──────── Supplied material

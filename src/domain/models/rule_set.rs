// Copyright (c) 2025 Kirky.X
//
// Licensed under the MIT License
// See LICENSE file in the project root for full license information.

use serde::{Deserialize, Serialize};

/// 平台选择器规则集
///
/// 每个语义组件对应一组按声明顺序尝试的CSS选择器。
#[derive(Debug, Clone, Default, PartialEq, Serialize, Deserialize)]
pub struct SelectorRuleSet {
    #[serde(default)]
    pub header: HeaderRules,
    #[serde(default)]
    pub footer: FooterRules,
}

/// 页眉规则
#[derive(Debug, Clone, Default, PartialEq, Serialize, Deserialize)]
#[serde(default)]
pub struct HeaderRules {
    pub container: Vec<String>,
    pub logo: Vec<String>,
    pub menu: Vec<String>,
    pub search: Vec<String>,
    pub phones: Vec<String>,
    pub cart: Vec<String>,
    pub auth: Vec<String>,
}

/// 页脚规则
#[derive(Debug, Clone, Default, PartialEq, Serialize, Deserialize)]
#[serde(default)]
pub struct FooterRules {
    pub container: Vec<String>,
    pub copyright: Vec<String>,
    pub menu: Vec<String>,
    pub contacts: Vec<String>,
    pub social: Vec<String>,
    pub developer: Vec<String>,
}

────────────────

* **Problem to solve**: Extract every line above exactly as it stands.

* **Task response**:
filename src/domain/models/rule_set.rs
// Copyright (c) 2025 Kirky.X
//
// Licensed under the MIT License
// See LICENSE file in the project root for full license information.

use serde::{Deserialize, Serialize};

/// 平台选择器规则集
///
/// 每个语义组件对应一组按声明顺序尝试的CSS选择器。
#[derive(Debug, Clone, Default, PartialEq, Serialize, Deserialize)]
pub struct SelectorRuleSet {
    #[serde(default)]
    pub header: HeaderRules,
    #[serde(default)]
    pub footer: FooterRules,
}

/// 页眉规则
#[derive(Debug, Clone, Default, PartialEq, Serialize, Deserialize)]
#[serde(default)]
pub struct HeaderRules {
    pub container: Vec<String>,
    pub logo: Vec<String>,
    pub menu: Vec<String>,
    pub search: Vec<String>,
    pub phones: Vec<String>,
    pub cart: Vec<String>,
    pub auth: Vec<String>,
}

/// 页脚规则
#[derive(Debug, Clone, Default, PartialEq, Serialize, Deserialize)]
#[serde(default)]
pub struct FooterRules {
    pub container: Vec<String>,
    pub copyright: Vec<String>,
    pub menu: Vec<String>,
    pub contacts: Vec<String>,
    pub social: Vec<String>,
    pub developer: Vec<String>,
}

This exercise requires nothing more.